No Chinese citizen has ever won the prize. But as of Monday, China’s most famous dissident, jailed 54-year-old writer Liu Xiaobo is the front-runner.

A Dublin-based online betting service announced Liu as the favorite at 3-1 odds.

Still, the writer’s wife, the poet and photographer Liu Xia, wasn’t so sure Monday.

“I really don’t believe he’ll win,” the slight, soft-spoken woman said, chain smoking her way through an hour-long interview.

“There have been so many bad things that have occurred in our lives,” she told the Star, “I’ve given up hope that good things might happen.”

Last Dec. 25 her husband was sentenced to 11 years behind bars, after being found guilty of trying to incite others to subvert state power.

Liu was the lead author of a document called Charter ’08, calling for multi-party elections in China, where the Communist Party keeps a lock grip on power.

The severe 11-year sentence shocked many China watchers.

But recently, Liu Xia revealed, she has taken some strength from words by Canadian author Margaret Atwood.

Writing to friends in Hong Kong last month to thank them for supporting her husband, Liu Xia cited words from a speech that Atwood delivered in April on receiving an award from PEN America, an organization that works to defend free expression.

“Atwood spoke of how silence and secrecy allow the worst horrors to breed,” she said, “and how sooner or later the hidden stories in a society have to come out.

“Atwood then went on to say, ‘The messengers in such cases are seldom welcome—yet they are necessary and must be protected.’”

“Of course,” said Liu Xia, “my husband is one of those messengers.”

And yet his winning a Nobel Peace Prize is one message the Chinese government doesn’t want to hear.

In fact, last summer the Chinese government sent an envoy to Norway to directly threaten the Nobel Committee if it dared to give the award to a Chinese dissident.

Nobel Institute Director Geir Lundestad told the Norwegian news agency NTB last week that this warning was delivered to him personally by Chinese deputy foreign minister Fu Ying.

Lundestad said Minister Fu told him that awarding the peace prize to a Chinese dissident “would pull the wrong strings in relations between Norway and China—it would be seen as an unfriendly act.”

China is Norway’s third largest export market.

While widely known outside of China for his decades-long struggle for democratic reform in China, Liu is barely known outside of the small but strong band of lawyers, professors, intellectuals and common people who continue to call for greater freedom in China.

So tight is the government’s grip on information in China that he is never mentioned in Chinese media.

Last week when a foreign reporter posed a question about Liu at a Foreign Ministry press briefing, ministry spokesperson Jiang Yu did not even repeat his name.

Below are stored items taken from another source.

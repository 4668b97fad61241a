//! Streaming turn events.
//!
//! Every streaming turn delivers an ordered sequence of `StreamEvent`s and
//! always ends with exactly one event where `is_final` is set and `chunk` is
//! empty, including when the turn fails.

use serde::{Deserialize, Serialize};
use tokio::sync::mpsc;

#[derive(Debug, Clone, PartialEq, Eq, Serialize, Deserialize)]
pub struct StreamEvent {
    pub chunk: String,
    pub is_final: bool,
    /// Whether the turn contained at least one well-formed tool call.
    /// Only meaningful once directives have been detected.
    pub has_tool_call: bool,
}

impl StreamEvent {
    pub fn chunk(text: impl Into<String>, has_tool_call: bool) -> Self {
        Self {
            chunk: text.into(),
            is_final: false,
            has_tool_call,
        }
    }

    pub fn finished(has_tool_call: bool) -> Self {
        Self {
            chunk: String::new(),
            is_final: true,
            has_tool_call,
        }
    }
}

pub type EventSender = mpsc::Sender<StreamEvent>;

/// Sends turn events, carrying the turn's tool-call flag.
///
/// A closed receiver is not an error: the turn still runs to completion so
/// history stays consistent.
pub(crate) struct Emitter<'a> {
    tx: &'a EventSender,
    has_tool_call: bool,
}

impl<'a> Emitter<'a> {
    pub(crate) fn new(tx: &'a EventSender) -> Self {
        Self {
            tx,
            has_tool_call: false,
        }
    }

    pub(crate) fn mark_tool_call(&mut self, detected: bool) {
        self.has_tool_call = detected;
    }

    pub(crate) fn has_tool_call(&self) -> bool {
        self.has_tool_call
    }

    pub(crate) async fn send(&self, text: impl Into<String>) {
        let text = text.into();
        if text.is_empty() {
            return;
        }
        let _ = self.tx.send(StreamEvent::chunk(text, self.has_tool_call)).await;
    }

    pub(crate) async fn finish(self) {
        let _ = self.tx.send(StreamEvent::finished(self.has_tool_call)).await;
    }
}

/// Drain `rx` into a `(chunk, is_final, has_tool_call)` callback.
pub async fn drain_into<F>(mut rx: mpsc::Receiver<StreamEvent>, mut callback: F)
where
    F: FnMut(&str, bool, bool),
{
    while let Some(event) = rx.recv().await {
        callback(&event.chunk, event.is_final, event.has_tool_call);
        if event.is_final {
            break;
        }
    }
}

“This person was sentenced to jail because he violated Chinese law,” she said.

Liu’s candidacy for the Nobel appeared to gather strength last month when former president of the Czech Republic Vaclav Havel, together with others, published an essay in The New York Times urging the committee to present the award to Liu.

“We ask the Nobel Committee to honour Liu Xiaobo’s more than two decades of unflinching and peaceful advocacy for reform and to make him the first Chinese recipient of that prestigious award,” Havel and others wrote.

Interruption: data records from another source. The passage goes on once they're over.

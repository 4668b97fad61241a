//! Built-in tools over the local feed store and recommender.

use async_trait::async_trait;
use feedloom_core::error::ToolError;
use feedloom_core::feed::RankedItem;
use feedloom_core::tool::{Tool, ToolResult};
use feedloom_recommend::Recommender;
use feedloom_store::FeedStore;
use serde::Serialize;
use std::sync::Arc;

const MAX_RESULTS: u64 = 50;

/// Compact view of a ranked item for tool output.
#[derive(Debug, Serialize)]
struct Listing<'a> {
    id: &'a str,
    title: &'a str,
    link: &'a str,
    published: &'a str,
    #[serde(skip_serializing_if = "Option::is_none")]
    score: Option<f32>,
    #[serde(skip_serializing_if = "Option::is_none")]
    liked: Option<bool>,
}

fn render(items: &[RankedItem], empty: &str) -> ToolResult {
    if items.is_empty() {
        return ToolResult::ok(empty);
    }
    let listings: Vec<Listing<'_>> = items
        .iter()
        .map(|r| Listing {
            id: &r.item.id,
            title: &r.item.title,
            link: &r.item.link,
            published: &r.item.published,
            score: r.preference_score,
            liked: r.preference.as_ref().map(|p| p.is_liked),
        })
        .collect();
    ToolResult::ok(serde_json::to_string_pretty(&listings).unwrap_or_default())
}

fn bounded(arguments: &serde_json::Value, key: &str, default: u64) -> usize {
    arguments[key].as_u64().unwrap_or(default).clamp(1, MAX_RESULTS) as usize
}

pub struct SearchFeedsTool {
    store: Arc<FeedStore>,
}

impl SearchFeedsTool {
    pub fn new(store: Arc<FeedStore>) -> Self {
        Self { store }
    }
}

#[async_trait]
impl Tool for SearchFeedsTool {
    fn name(&self) -> &str {
        "search_feeds"
    }

    fn description(&self) -> &str {
        "Search stored RSS items by meaning. Parameters: query (string, required), n (integer, default 5)."
    }

    async fn execute(&self, arguments: serde_json::Value) -> Result<ToolResult, ToolError> {
        let query = arguments["query"]
            .as_str()
            .map(str::trim)
            .filter(|q| !q.is_empty())
            .ok_or_else(|| ToolError::InvalidArguments("Missing 'query' argument".into()))?;
        let n = bounded(&arguments, "n", 5);

        let items = self.store.search(query, n).await.map_err(|e| ToolError::ExecutionFailed {
            tool_name: self.name().into(),
            reason: e.to_string(),
        })?;
        Ok(render(&items, &format!("No feed items match '{query}'.")))
    }
}

pub struct RecommendFeedsTool {
    recommender: Arc<Recommender>,
}

impl RecommendFeedsTool {
    pub fn new(recommender: Arc<Recommender>) -> Self {
        Self { recommender }
    }
}

#[async_trait]
impl Tool for RecommendFeedsTool {
    fn name(&self) -> &str {
        "recommend_feeds"
    }

    fn description(&self) -> &str {
        "List RSS items ranked by the user's preferences. Parameters: limit (integer, default 10), \
         date (YYYY-MM-DD, optional), source (feed URL, optional)."
    }

    async fn execute(&self, arguments: serde_json::Value) -> Result<ToolResult, ToolError> {
        let limit = bounded(&arguments, "limit", 10);
        let date = arguments["date"].as_str().filter(|d| !d.trim().is_empty());
        let source = arguments["source"].as_str().filter(|s| !s.trim().is_empty());

        let items = self
            .recommender
            .recommend(limit, date, source)
            .await
            .map_err(|e| ToolError::ExecutionFailed {
                tool_name: self.name().into(),
                reason: e.to_string(),
            })?;
        Ok(render(&items, "No feed items to recommend."))
    }
}

#[cfg(test)]
mod tests {
    use super::*;
    use feedloom_core::feed::NewFeedItem;
    use feedloom_store::TokenHashEmbedder;
    use serde_json::json;

    async fn seeded() -> (Arc<FeedStore>, Arc<Recommender>) {
        let embedder = Arc::new(TokenHashEmbedder::new(64));
        let store = Arc::new(FeedStore::in_memory(embedder.clone()));
        for (title, link) in [
            ("Rust async runtimes compared", "https://x/rust"),
            ("Gardening in spring", "https://x/garden"),
        ] {
            store
                .store_item(NewFeedItem {
                    title: title.into(),
                    link: link.into(),
                    summary: String::new(),
                    published: "2025-05-16 08:00:00".into(),
                    source: "https://x/feed".into(),
                })
                .await
                .unwrap();
        }
        let recommender = Arc::new(Recommender::new(store.clone(), embedder));
        (store, recommender)
    }

    #[tokio::test]
    async fn search_returns_closest_first() {
        let (store, _) = seeded().await;
        let tool = SearchFeedsTool::new(store);
        let result = tool.execute(json!({"query": "rust async", "n": 1})).await.unwrap();
        assert!(result.success);
        assert!(result.output.contains("Rust async runtimes compared"));
        assert!(!result.output.contains("Gardening"));
    }

    #[tokio::test]
    async fn search_requires_query() {
        let (store, _) = seeded().await;
        let tool = SearchFeedsTool::new(store);
        let err = tool.execute(json!({"query": "  "})).await.unwrap_err();
        assert!(matches!(err, ToolError::InvalidArguments(_)));
    }

    #[tokio::test]
    async fn recommend_lists_items() {
        let (_, recommender) = seeded().await;
        let tool = RecommendFeedsTool::new(recommender);
        let result = tool.execute(json!({"limit": 5})).await.unwrap();
        assert!(result.output.contains("https://x/rust"));
        assert!(result.output.contains("https://x/garden"));
        let listed: serde_json::Value = serde_json::from_str(&result.output).unwrap();
        assert_eq!(listed.as_array().unwrap().len(), 2);
    }

    #[tokio::test]
    async fn recommend_with_no_matching_date_is_empty() {
        let (_, recommender) = seeded().await;
        let tool = RecommendFeedsTool::new(recommender);
        let result = tool.execute(json!({"date": "1999-01-01"})).await.unwrap();
        assert_eq!(result.output, "No feed items to recommend.");
    }
}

Havel drew attention to the similarities between his group of dissidents, which led the so-called “Velvet Revolution” against Communist repression with a document called Charter 77, and the efforts of Liu Xiaobo and his supporters in China.

Both groups’ documents were clarion calls for an end to state repression; both groups began with just a few hundred supporters; both faced surveillance, harassment and jail terms.

Liu, if he serves his full term, won’t be free until June 2020.

Liu served two previous stints in detention dating back to his activities in the Tiananmen Square protests of 1989.